● **What the task requires**
Show every line of the data where the word "depth" can be found.

● **Available data**
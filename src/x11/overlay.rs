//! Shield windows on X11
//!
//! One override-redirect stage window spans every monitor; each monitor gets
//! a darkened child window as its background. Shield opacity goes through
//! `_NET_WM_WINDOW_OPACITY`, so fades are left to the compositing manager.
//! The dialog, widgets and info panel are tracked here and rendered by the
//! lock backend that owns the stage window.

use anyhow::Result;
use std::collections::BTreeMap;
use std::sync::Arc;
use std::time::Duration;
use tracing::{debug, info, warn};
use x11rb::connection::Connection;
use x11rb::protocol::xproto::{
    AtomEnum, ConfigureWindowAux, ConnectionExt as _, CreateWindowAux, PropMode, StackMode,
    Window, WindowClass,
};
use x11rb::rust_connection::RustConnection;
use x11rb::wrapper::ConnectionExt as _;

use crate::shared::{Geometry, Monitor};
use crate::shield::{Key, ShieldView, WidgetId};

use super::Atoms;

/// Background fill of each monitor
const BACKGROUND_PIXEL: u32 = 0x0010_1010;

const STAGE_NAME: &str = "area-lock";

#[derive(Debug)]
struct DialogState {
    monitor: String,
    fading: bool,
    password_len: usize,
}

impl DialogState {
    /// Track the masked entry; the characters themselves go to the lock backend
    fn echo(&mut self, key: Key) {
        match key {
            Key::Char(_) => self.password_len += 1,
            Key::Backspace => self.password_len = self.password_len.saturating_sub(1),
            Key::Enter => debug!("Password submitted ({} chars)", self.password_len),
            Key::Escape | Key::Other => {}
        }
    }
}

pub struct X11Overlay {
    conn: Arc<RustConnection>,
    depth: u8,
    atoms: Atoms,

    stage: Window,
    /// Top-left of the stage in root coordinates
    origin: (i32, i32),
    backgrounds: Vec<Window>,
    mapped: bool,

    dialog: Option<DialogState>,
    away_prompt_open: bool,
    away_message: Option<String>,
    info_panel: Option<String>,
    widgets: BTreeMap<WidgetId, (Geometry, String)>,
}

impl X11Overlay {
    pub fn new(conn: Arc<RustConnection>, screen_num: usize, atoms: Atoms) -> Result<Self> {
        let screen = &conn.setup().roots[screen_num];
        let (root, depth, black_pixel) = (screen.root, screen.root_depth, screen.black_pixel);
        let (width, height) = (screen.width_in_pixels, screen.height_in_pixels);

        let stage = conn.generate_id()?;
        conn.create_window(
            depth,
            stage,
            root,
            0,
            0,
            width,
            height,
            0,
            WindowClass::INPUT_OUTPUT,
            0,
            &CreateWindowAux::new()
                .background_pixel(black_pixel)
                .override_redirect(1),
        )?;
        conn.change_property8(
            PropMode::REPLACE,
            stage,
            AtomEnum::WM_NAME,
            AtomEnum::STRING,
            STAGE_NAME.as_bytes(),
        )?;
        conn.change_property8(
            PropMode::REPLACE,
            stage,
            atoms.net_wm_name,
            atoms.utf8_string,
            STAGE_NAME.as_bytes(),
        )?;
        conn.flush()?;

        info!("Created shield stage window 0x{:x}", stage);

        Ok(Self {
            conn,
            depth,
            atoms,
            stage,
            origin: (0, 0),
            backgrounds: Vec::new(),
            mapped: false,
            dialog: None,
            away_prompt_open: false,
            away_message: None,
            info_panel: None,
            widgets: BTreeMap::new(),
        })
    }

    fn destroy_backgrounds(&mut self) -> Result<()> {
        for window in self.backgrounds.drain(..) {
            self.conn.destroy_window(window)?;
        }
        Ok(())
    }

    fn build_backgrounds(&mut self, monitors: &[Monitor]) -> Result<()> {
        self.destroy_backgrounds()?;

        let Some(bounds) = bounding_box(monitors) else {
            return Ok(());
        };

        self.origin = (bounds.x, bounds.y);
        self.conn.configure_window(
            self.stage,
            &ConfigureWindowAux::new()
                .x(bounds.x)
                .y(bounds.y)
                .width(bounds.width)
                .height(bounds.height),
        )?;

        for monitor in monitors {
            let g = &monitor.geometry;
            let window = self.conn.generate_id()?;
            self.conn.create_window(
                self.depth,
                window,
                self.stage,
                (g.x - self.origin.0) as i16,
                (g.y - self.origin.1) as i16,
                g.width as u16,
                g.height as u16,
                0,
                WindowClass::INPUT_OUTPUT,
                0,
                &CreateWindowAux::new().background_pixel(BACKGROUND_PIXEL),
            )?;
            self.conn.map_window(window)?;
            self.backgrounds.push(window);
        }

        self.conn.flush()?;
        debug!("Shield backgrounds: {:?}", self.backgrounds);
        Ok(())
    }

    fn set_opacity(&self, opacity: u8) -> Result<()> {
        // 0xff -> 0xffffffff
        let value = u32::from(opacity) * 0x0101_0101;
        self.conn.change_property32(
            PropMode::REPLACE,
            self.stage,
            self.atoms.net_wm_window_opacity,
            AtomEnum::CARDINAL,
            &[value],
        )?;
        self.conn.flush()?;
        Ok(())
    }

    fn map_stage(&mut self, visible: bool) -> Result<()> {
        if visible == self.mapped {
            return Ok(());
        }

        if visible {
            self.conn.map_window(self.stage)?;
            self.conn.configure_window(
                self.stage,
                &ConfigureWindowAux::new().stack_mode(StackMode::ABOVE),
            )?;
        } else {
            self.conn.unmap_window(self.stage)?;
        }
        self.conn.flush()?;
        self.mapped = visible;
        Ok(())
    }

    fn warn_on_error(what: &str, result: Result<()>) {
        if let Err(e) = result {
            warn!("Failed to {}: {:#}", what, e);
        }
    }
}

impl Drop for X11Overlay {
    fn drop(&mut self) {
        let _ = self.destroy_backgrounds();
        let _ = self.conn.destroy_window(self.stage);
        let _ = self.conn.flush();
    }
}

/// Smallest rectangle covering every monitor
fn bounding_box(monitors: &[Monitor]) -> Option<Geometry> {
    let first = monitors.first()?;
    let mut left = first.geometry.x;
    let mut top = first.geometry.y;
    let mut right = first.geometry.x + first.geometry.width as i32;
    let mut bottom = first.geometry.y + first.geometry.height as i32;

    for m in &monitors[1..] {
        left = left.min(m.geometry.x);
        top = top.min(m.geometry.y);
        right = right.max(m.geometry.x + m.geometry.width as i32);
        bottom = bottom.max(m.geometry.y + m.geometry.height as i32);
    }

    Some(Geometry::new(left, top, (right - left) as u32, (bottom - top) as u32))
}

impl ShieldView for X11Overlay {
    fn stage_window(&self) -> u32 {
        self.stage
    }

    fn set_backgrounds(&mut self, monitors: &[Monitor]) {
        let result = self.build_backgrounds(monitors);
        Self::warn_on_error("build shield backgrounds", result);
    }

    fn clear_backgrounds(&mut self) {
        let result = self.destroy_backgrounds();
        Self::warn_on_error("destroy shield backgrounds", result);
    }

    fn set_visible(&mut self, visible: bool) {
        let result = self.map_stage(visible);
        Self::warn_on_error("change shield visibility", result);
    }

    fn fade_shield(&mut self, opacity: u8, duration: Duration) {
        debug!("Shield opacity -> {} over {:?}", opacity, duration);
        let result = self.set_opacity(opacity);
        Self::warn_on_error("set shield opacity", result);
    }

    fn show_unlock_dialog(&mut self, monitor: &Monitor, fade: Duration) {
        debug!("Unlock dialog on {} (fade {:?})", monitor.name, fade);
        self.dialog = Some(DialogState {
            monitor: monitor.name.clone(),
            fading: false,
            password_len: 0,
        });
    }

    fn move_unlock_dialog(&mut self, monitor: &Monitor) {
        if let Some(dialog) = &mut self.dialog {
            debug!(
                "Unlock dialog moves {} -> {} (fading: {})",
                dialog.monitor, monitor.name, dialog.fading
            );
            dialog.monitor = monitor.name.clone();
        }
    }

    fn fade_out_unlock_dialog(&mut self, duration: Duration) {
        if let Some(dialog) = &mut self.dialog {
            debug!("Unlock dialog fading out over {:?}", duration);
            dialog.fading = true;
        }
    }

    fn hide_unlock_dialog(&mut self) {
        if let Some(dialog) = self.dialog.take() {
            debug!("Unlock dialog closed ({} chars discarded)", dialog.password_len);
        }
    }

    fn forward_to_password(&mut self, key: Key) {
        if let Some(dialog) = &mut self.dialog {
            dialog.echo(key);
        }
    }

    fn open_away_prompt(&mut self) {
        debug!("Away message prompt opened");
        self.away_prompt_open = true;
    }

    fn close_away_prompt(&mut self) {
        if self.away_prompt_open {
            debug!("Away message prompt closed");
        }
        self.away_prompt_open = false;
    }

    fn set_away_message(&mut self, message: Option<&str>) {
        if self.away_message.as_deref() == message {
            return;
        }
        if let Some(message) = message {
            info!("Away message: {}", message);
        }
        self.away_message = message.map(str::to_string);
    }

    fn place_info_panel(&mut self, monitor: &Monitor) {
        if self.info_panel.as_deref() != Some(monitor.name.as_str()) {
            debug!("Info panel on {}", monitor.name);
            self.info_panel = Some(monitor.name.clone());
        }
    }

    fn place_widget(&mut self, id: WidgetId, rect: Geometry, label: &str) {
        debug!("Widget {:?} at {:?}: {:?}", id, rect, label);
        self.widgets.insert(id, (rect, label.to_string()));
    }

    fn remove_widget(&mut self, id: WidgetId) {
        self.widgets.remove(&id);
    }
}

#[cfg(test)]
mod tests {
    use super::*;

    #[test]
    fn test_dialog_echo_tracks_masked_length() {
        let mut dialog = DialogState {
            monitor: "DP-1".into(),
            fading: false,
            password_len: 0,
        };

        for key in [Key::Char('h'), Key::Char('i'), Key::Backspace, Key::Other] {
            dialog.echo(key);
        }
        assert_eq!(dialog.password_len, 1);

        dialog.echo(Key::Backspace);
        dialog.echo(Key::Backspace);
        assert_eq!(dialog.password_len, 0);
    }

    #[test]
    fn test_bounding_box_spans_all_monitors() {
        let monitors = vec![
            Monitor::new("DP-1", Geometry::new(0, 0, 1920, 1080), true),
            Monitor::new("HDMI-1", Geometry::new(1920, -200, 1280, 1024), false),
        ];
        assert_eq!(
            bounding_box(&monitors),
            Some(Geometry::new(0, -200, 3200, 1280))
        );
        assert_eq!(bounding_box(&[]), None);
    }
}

● **Solved problem**
    depth: u8,
        let (root, depth, black_pixel) = (screen.root, screen.root_depth, screen.black_pixel);
            depth,
            depth,
                self.depth,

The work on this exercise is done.